- _TO DO_
In the entries that follow, find the line containing "pub(crate) fn apply(&self, averages: Vec<DailyAverage>)"; from there, copy every line exactly through the line containing "fn d(y: i32, m: u32, day: u32)".

- _RECORDED DATA_
Start of Block
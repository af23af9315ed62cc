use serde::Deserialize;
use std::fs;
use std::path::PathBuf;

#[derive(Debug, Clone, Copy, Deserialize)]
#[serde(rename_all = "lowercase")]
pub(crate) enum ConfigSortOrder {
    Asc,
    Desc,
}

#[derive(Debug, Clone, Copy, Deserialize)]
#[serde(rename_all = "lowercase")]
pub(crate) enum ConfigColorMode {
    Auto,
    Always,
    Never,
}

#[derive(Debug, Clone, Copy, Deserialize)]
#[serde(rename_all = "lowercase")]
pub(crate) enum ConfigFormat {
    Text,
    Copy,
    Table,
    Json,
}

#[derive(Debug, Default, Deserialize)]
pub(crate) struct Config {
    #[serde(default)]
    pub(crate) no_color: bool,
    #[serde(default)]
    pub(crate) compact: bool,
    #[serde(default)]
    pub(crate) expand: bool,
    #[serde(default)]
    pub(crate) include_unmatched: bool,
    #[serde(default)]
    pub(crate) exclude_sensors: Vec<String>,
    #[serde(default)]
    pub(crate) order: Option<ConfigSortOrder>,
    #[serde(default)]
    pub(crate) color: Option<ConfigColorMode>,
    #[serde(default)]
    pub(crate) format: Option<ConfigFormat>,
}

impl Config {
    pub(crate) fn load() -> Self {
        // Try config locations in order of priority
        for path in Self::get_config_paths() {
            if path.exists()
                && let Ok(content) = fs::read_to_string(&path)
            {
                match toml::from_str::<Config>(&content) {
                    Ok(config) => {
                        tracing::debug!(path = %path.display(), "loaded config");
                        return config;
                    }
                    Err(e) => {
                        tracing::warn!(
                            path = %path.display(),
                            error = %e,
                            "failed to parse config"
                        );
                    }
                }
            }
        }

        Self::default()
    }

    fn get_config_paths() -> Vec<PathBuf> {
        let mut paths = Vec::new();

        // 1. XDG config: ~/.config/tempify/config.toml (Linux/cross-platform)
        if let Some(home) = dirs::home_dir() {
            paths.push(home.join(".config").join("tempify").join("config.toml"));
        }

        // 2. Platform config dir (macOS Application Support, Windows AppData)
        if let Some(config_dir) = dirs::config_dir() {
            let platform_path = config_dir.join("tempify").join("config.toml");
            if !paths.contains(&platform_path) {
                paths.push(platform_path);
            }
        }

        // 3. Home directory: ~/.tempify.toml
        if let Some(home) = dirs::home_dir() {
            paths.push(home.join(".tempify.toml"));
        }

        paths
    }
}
End of Block
Start of Block
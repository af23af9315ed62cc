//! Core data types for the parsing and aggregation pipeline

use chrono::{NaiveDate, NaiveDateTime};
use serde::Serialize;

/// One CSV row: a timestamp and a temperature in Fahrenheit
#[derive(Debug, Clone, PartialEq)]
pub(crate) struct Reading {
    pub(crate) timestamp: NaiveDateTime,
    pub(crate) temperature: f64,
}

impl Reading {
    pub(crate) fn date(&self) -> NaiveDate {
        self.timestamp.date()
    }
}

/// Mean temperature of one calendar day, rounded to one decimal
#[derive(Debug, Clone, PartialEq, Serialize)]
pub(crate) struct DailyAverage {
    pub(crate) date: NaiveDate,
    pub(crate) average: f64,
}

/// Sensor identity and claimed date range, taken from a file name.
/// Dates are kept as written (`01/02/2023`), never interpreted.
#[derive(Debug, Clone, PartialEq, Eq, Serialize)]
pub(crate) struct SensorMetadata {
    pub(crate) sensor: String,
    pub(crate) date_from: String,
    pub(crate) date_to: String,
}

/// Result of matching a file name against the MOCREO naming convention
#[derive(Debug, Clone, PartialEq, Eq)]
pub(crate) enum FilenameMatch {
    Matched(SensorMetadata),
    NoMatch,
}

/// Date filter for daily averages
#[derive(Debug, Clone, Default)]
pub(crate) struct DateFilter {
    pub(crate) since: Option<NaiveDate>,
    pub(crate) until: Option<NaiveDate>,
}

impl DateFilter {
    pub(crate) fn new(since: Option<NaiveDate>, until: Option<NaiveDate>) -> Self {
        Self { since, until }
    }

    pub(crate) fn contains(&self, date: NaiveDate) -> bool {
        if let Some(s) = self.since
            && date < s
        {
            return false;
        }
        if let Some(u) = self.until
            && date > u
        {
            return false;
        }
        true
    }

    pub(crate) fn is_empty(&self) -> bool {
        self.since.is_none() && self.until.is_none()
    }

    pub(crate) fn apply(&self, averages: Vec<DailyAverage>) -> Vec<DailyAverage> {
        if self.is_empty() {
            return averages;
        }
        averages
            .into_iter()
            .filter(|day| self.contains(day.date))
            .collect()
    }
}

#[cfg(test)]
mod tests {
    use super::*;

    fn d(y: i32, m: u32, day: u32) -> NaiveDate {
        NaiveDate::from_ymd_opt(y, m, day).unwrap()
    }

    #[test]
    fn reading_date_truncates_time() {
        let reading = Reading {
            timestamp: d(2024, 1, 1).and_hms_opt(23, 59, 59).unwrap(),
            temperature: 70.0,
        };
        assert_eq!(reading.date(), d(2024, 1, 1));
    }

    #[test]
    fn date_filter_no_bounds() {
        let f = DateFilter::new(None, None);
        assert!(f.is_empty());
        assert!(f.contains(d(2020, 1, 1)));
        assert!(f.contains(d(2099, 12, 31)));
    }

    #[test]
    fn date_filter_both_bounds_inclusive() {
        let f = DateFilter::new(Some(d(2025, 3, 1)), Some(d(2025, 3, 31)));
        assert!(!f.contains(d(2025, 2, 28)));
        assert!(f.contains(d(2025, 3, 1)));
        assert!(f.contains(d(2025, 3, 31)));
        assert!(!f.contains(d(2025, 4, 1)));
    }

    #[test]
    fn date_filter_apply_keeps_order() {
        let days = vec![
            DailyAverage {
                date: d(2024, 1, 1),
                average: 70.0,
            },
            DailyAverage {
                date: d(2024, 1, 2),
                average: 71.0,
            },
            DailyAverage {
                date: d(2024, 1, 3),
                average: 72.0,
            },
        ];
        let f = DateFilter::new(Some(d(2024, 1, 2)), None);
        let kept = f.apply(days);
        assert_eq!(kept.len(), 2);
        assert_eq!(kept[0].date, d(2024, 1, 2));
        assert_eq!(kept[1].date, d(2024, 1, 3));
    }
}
End of Block
- _EXPECTED ANSWER_
    pub(crate) fn apply(&self, averages: Vec<DailyAverage>) -> Vec<DailyAverage> {
        if self.is_empty() {
            return averages;
        }
        averages
            .into_iter()
            .filter(|day| self.contains(day.date))
            .collect()
    }
}

#[cfg(test)]
mod tests {
    use super::*;

    fn d(y: i32, m: u32, day: u32) -> NaiveDate {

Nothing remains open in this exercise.